In Chanakyapuri, Rekha and her family of four have been surviving on measured quantities of water. After Friday night's incident that left a water pipeline in Pitampura damaged, affecting water supply to large parts of the Capital, Rekha's and 149 other families in an apartment block in the VIP area have been relying on ground water supply, which ran out on Tuesday. “A friend of ours went to a club for defence officers this morning to take a bath and we are being forced to eat out. That is how bad the situation is,” she said.

The complaints mentioned above are from consumers who are in the billing net of the Delhi Jal Board. These are consumers who are part of the city's ‘authorised', ‘planned' areas that are assured of a regular water supply. “We are no better than the squatters who clamour for every drop when the water tankers appear. If this is our condition, then who wants to imagine what happens in slums and other unauthorised colonies where water is supplied in rationed quantities?” said Rajiv Khanna, a resident of Vasant Kunj.

In Delhi's summer months, complaints such as these are the norm rather than the exception. The city's water supplier, the DJB, is inundated with calls complaining of no water, less pressure and dirty water. Each year before the onset of summer the DJB chalks out a plan and draws up its force of water tankers to supply water where pipelines run dry.

Reacting to the complaints, the DJB blames limited water availability, the city's habit of not using water judiciously, using pumps to draw more and not replacing their service pipelines.

“Yes, there is limited supply, but how do you explain areas with four hours of supply twice a day and areas with two hours of supply in as many days? Though the DJB talks about it all the time, it has not been able to implement equitable distribution of water. Crores are spent on augmentation of pipelines and construction of underground reservoirs, but the state of water distribution remains the same,” said Mr. Khanna.

Equitable supply of water has been on the DJB agenda for a long time, and senior officials of the water utility claim efforts are continuously made to meet the drinking water needs of the city. “There is an exceptional load on the system. More and more people are being added to the system. But we are working on demand management and trying to cope. We are already working on reducing direct tapping and trying to implement distribution through the UGR network to ensure a degree of sharing,” said a senior DJB official.

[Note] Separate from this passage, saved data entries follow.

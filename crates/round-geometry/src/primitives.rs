/// The four corners of a rectangle, in the order the contour visits them
#[derive(Clone, Copy, Debug, PartialEq, Eq, Hash)]
pub enum Corner {
    TopLeft,
    TopRight,
    BottomRight,
    BottomLeft,
}

impl Corner {
    /// Contour order: the walk starts on the left edge and runs clockwise.
    pub const CLOCKWISE: [Corner; 4] = [
        Corner::TopLeft,
        Corner::TopRight,
        Corner::BottomRight,
        Corner::BottomLeft,
    ];

    pub const fn is_left(self) -> bool {
        matches!(self, Corner::TopLeft | Corner::BottomLeft)
    }
}

/// Corner radii for a rounded rectangle.
///
/// Only two radii are independent: `left` rounds the top-left and bottom-left
/// corners, `right` rounds the top-right and bottom-right corners. A single
/// scalar converts into the same radius on both sides.
///
/// Negative and NaN values are treated as zero. Values larger than half the
/// shorter side are kept as-is and yield a self-intersecting outline.
#[derive(Clone, Copy, Debug, Default, PartialEq)]
pub struct CornerRadii {
    pub left: f32,
    pub right: f32,
}

impl CornerRadii {
    pub const fn new(left: f32, right: f32) -> Self {
        Self { left, right }
    }

    /// Same radius on every corner.
    pub const fn all(radius: f32) -> Self {
        Self::new(radius, radius)
    }

    /// No rounding.
    pub const fn zero() -> Self {
        Self::all(0.0)
    }

    /// Radius applied to a given corner.
    pub fn at(&self, corner: Corner) -> f32 {
        if corner.is_left() {
            self.left
        } else {
            self.right
        }
    }

    /// Clamps negative and NaN radii to zero.
    pub fn sanitized(self) -> Self {
        // f32::max returns the non-NaN operand; adding 0.0 folds -0.0 into 0.0
        Self::new(self.left.max(0.0) + 0.0, self.right.max(0.0) + 0.0)
    }

    /// True when no corner is rounded.
    pub fn is_square(&self) -> bool {
        let radii = self.sanitized();
        radii.left == 0.0 && radii.right == 0.0
    }

    /// True when any radius exceeds half of the shorter side.
    pub fn exceeds(&self, width: f32, height: f32) -> bool {
        let limit = width.min(height) * 0.5;
        let radii = self.sanitized();
        radii.left > limit || radii.right > limit
    }
}

impl From<f32> for CornerRadii {
    fn from(radius: f32) -> Self {
        Self::all(radius)
    }
}

impl From<(f32, f32)> for CornerRadii {
    fn from((left, right): (f32, f32)) -> Self {
        Self::new(left, right)
    }
}

impl From<[f32; 2]> for CornerRadii {
    fn from([left, right]: [f32; 2]) -> Self {
        Self::new(left, right)
    }
}
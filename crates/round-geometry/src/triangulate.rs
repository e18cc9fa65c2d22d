use crate::contour::Contour;
use glam::Vec2;

/// Vertex positions and the triangle list that covers them.
///
/// Positions are exactly the contour points (or the quad corners); no
/// interior points are introduced. Triangles wind counter-clockwise in the
/// y-up frame.
///
/// Only [`triangulate`] and [`quad`] produce one, so every index is in range:
///
/// ```compile_fail
/// let bogus = round_geometry::Triangulation {
///     positions: Vec::new(),
///     indices: vec![0, 1, 2],
/// };
/// ```
#[derive(Clone, Debug, Default, PartialEq)]
pub struct Triangulation {
    pub(crate) positions: Vec<Vec2>,
    pub(crate) indices: Vec<u32>,
}

impl Triangulation {
    pub fn positions(&self) -> &[Vec2] {
        &self.positions
    }

    pub fn indices(&self) -> &[u32] {
        &self.indices
    }

    pub fn triangle_count(&self) -> usize {
        self.indices.len() / 3
    }

    /// Sum of the triangle areas.
    pub fn area(&self) -> f32 {
        self.indices
            .chunks_exact(3)
            .map(|t| {
                triangle_area(
                    self.positions[t[0] as usize],
                    self.positions[t[1] as usize],
                    self.positions[t[2] as usize],
                )
            })
            .sum()
    }
}

/// Signed area, positive for counter-clockwise triangles.
fn triangle_area(a: Vec2, b: Vec2, c: Vec2) -> f32 {
    (b - a).perp_dot(c - a) * 0.5
}

/// Plain two-triangle quad.
///
/// Vertices are top-left, top-right, bottom-left, bottom-right. Both triangles
/// share the bottom-left to top-right diagonal.
pub fn quad(width: f32, height: f32) -> Triangulation {
    let hw = width * 0.5;
    let hh = height * 0.5;
    Triangulation {
        positions: vec![
            Vec2::new(-hw, hh),
            Vec2::new(hw, hh),
            Vec2::new(-hw, -hh),
            Vec2::new(hw, -hh),
        ],
        indices: vec![0, 2, 1, 2, 3, 1],
    }
}

/// Fill the contour with triangles.
///
/// Square contours take the quad path. Rounded contours are ear-clipped. If
/// the outline cannot be triangulated (an over-rounded, self-intersecting
/// outline for instance) the positions are kept and the index list is left
/// empty.
pub fn triangulate(contour: &Contour) -> Triangulation {
    if contour.is_square() {
        return quad(contour.width(), contour.height());
    }

    let positions = contour.points().to_vec();
    if positions.len() < 3 {
        return Triangulation {
            positions,
            indices: Vec::new(),
        };
    }

    let coords: Vec<f64> = positions
        .iter()
        .flat_map(|p| [p.x as f64, p.y as f64])
        .collect();

    let indices = match earcutr::earcut(&coords, &[], 2) {
        Ok(raw) => orient_counter_clockwise(&positions, &raw),
        Err(_) => {
            log::debug!(
                "triangulation of {}-point contour failed; emitting empty index buffer",
                positions.len()
            );
            Vec::new()
        }
    };

    Triangulation { positions, indices }
}

fn orient_counter_clockwise(positions: &[Vec2], raw: &[usize]) -> Vec<u32> {
    let mut indices = Vec::with_capacity(raw.len());
    for t in raw.chunks_exact(3) {
        let (a, b, c) = (t[0], t[1], t[2]);
        if triangle_area(positions[a], positions[b], positions[c]) < 0.0 {
            indices.extend([a as u32, c as u32, b as u32]);
        } else {
            indices.extend([a as u32, b as u32, c as u32]);
        }
    }
    indices
}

While the DJB points out that more water from upper riparian States like Haryana and Himachal Pradesh will ease pressure on the system and insists that interventions like UGRs will even out the distribution of water, consumers like Mr. Arora continue to shell out more for water. “Every alternate day a few neighbours get together and buy water from a private water supplier for which we have to shell out Rs.2,000 to 3,000 per family. And that is how we get water in the summer,” he summed up.